HubSpot, No. 15: Take mental health seriously
Investment in employee growth, both personal and professional, is a crucial reason why HubSpot is a great place to work, according to Director of Employer Brand and Internal Communications Hannah Fleishman.
"Free food and ping pong tables aren't culture," Fleishman said in an email. "Mental health is becoming increasingly important to HubSpotters and so we introduced a new benefit called Modern Health in 2021, which gives employees access to therapy and coaching sessions.
Ultimately, leadership wants employees to show up as their best selves. "That's why we listen to employees, act on their feedback and are constantly working to build a culture where everyone feels like they belong," she said.
Zillow Group, No. 24: Offer flexibility
Cat Neilson, Zillow’s senior manager of employer branding and a self-identified millennial, said that reimagining where and how work gets done gives a lot of meaning to her team’s day-to-day work. "We’re focused on unlocking mobility for customers and in the housing market — a mission that extends to employees’ lives as they’re able to work from anywhere. It’s a more equitable, efficient and inclusive approach that we believe is setting the standard for what the future of work can look like," Neilson said in an email interview. "Millennials care about working with purpose, flexibility and a true sense of belonging for all, and those are shared passions across all the generations inside Zillow."

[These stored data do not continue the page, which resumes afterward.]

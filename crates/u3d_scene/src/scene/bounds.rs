//! Axis-aligned bounding boxes
//!
//! The corner numbering is fixed and renderers depend on it: corners 0..=3 walk
//! the low-Z face counter-clockwise starting at (min, min, min), corners 4..=7
//! repeat the ordering at max-Z. The edge and face tables below index into that
//! numbering.

use crate::foundation::math::Vec3;

/// Axis-aligned bounding box over a point set.
#[derive(Debug, Clone, Copy, PartialEq)]
pub struct BoundingBox {
    /// Minimum corner
    pub min: Vec3,
    /// Maximum corner
    pub max: Vec3,
}

/// Index pairs forming the 12 wire edges: the low-Z ring, the high-Z ring, and
/// the four verticals.
pub const WIRE_EDGES: [u32; 24] = [
    0, 1, 1, 2, 2, 3, 3, 0, //
    4, 5, 5, 6, 6, 7, 7, 4, //
    0, 4, 1, 5, 2, 6, 3, 7,
];

/// Index triples triangulating the 6 faces as 12 triangles.
pub const SOLID_FACE_TRIANGLES: [u32; 36] = [
    0, 1, 2, // bottom
    2, 3, 0, //
    4, 5, 6, // top
    6, 7, 4, //
    0, 1, 5, // side 1
    0, 4, 5, //
    1, 2, 6, // side 2
    1, 5, 6, //
    2, 3, 7, // side 3
    2, 6, 7, //
    3, 0, 4, // side 4
    3, 7, 4,
];

impl BoundingBox {
    /// Creates a box from explicit corners.
    pub fn new(min: Vec3, max: Vec3) -> Self {
        Self { min, max }
    }

    /// Component-wise min/max over a point set; `None` for an empty set.
    ///
    /// The reduction is seeded with the first point and is associative, so the
    /// order of the remaining points does not affect the result.
    pub fn from_points(points: &[Vec3]) -> Option<Self> {
        let first = *points.first()?;

        let mut min = first;
        let mut max = first;
        for point in points {
            min.x = min.x.min(point.x);
            min.y = min.y.min(point.y);
            min.z = min.z.min(point.z);

            max.x = max.x.max(point.x);
            max.y = max.y.max(point.y);
            max.z = max.z.max(point.z);
        }

        Some(Self { min, max })
    }

    /// The 8 corners in the fixed numbering.
    pub fn corners(&self) -> [Vec3; 8] {
        let (min, max) = (self.min, self.max);
        [
            Vec3::new(min.x, min.y, min.z),
            Vec3::new(max.x, min.y, min.z),
            Vec3::new(max.x, max.y, min.z),
            Vec3::new(min.x, max.y, min.z),
            Vec3::new(min.x, min.y, max.z),
            Vec3::new(max.x, min.y, max.z),
            Vec3::new(max.x, max.y, max.z),
            Vec3::new(min.x, max.y, max.z),
        ]
    }
}

#[cfg(test)]
mod tests {
    use super::*;

    #[test]
    fn test_empty_input_has_no_box() {
        assert!(BoundingBox::from_points(&[]).is_none());
    }

    #[test]
    fn test_single_point_box() {
        let p = Vec3::new(1.5, -2.0, 0.25);
        let bounds = BoundingBox::from_points(&[p]).unwrap();
        assert_eq!(bounds.min, p);
        assert_eq!(bounds.max, p);
    }

    #[test]
    fn test_min_max_component_wise() {
        let points = [
            Vec3::new(1.0, -1.0, 5.0),
            Vec3::new(-2.0, 3.0, 0.0),
            Vec3::new(0.0, 0.0, -4.0),
        ];
        let bounds = BoundingBox::from_points(&points).unwrap();
        assert_eq!(bounds.min, Vec3::new(-2.0, -1.0, -4.0));
        assert_eq!(bounds.max, Vec3::new(1.0, 3.0, 5.0));
        assert!(bounds.min.x <= bounds.max.x);
        assert!(bounds.min.y <= bounds.max.y);
        assert!(bounds.min.z <= bounds.max.z);
    }

    #[test]
    fn test_order_independence() {
        let a = [
            Vec3::new(1.0, 2.0, 3.0),
            Vec3::new(-1.0, 0.0, 9.0),
            Vec3::new(4.0, -2.0, 1.0),
        ];
        let mut b = a;
        b.reverse();
        assert_eq!(
            BoundingBox::from_points(&a),
            BoundingBox::from_points(&b)
        );
    }

    #[test]
    fn test_corner_numbering() {
        let bounds = BoundingBox::new(Vec3::new(0.0, 0.0, 0.0), Vec3::new(1.0, 2.0, 3.0));
        let corners = bounds.corners();

        // Low-Z ring
        assert_eq!(corners[0], Vec3::new(0.0, 0.0, 0.0));
        assert_eq!(corners[1], Vec3::new(1.0, 0.0, 0.0));
        assert_eq!(corners[2], Vec3::new(1.0, 2.0, 0.0));
        assert_eq!(corners[3], Vec3::new(0.0, 2.0, 0.0));
        // High-Z ring repeats the ordering
        assert_eq!(corners[4], Vec3::new(0.0, 0.0, 3.0));
        assert_eq!(corners[7], Vec3::new(0.0, 2.0, 3.0));
    }

    #[test]
    fn test_edge_and_face_tables() {
        assert_eq!(WIRE_EDGES.len(), 24); // 12 edges
        assert_eq!(SOLID_FACE_TRIANGLES.len(), 36); // 12 triangles

        // Every corner participates in exactly 3 edges.
        for corner in 0..8u32 {
            let degree = WIRE_EDGES.iter().filter(|&&i| i == corner).count();
            assert_eq!(degree, 3, "corner {corner}");
        }

        // All indices stay within the corner array.
        assert!(WIRE_EDGES.iter().all(|&i| i < 8));
        assert!(SOLID_FACE_TRIANGLES.iter().all(|&i| i < 8));
    }
}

Hyatt Hotels Corp., No. 20: Let employees show up authentically
Nikki Massey, a senior vice president of human resources, Americas at Hyatt Hotels Corp., also said that prioritizing employee wellness is crucial. "Our focus is on cultivating an environment where our colleagues can be their true selves and flourish both personally and professionally," Massey said in an email interview. In caring for "the heart of Hyatt," Massey and her team look to "advance holistic well-being" from health and safety, talent development and DEI.
"From the pandemic to racial injustice to financial hardships, the need for companies to address challenging issues head-on is critical," Massey said in an email interview, touching on what Randstad CDIO Audra Jenkins calls "a triple pandemic." "We have long believed that only companies who operate with a purpose beyond financial gain can thrive and contribute to a greater good for this world," Massey added.
Cisco, No. 1: Put people first
At the top of Fortune and Great Place to Work’s large companies list is Cisco. According to Macy Andrews, senior director of people, policy and purpose, Cisco’s people-first, community-oriented approach is what earned the company the top spot.
"Being part of a company that uses its position and influence to advance causes — whether it’s social justice, sustainability, [fighting] homelessness, or empowering our employees to give back to the community — gives greater purpose to every employee, in every role," Andrews said in an email. It’s why employees say they’re proud to work there, she explained.
She also added that career development opportunities and space to show up authentically are a part of Cisco’s appeal. Ultimately, Cisco puts its people first. "We don’t just say it, but we do it and that builds trust," Andrews said. "When you care about and invest in the whole person, then that person is willing to give their best to the organization."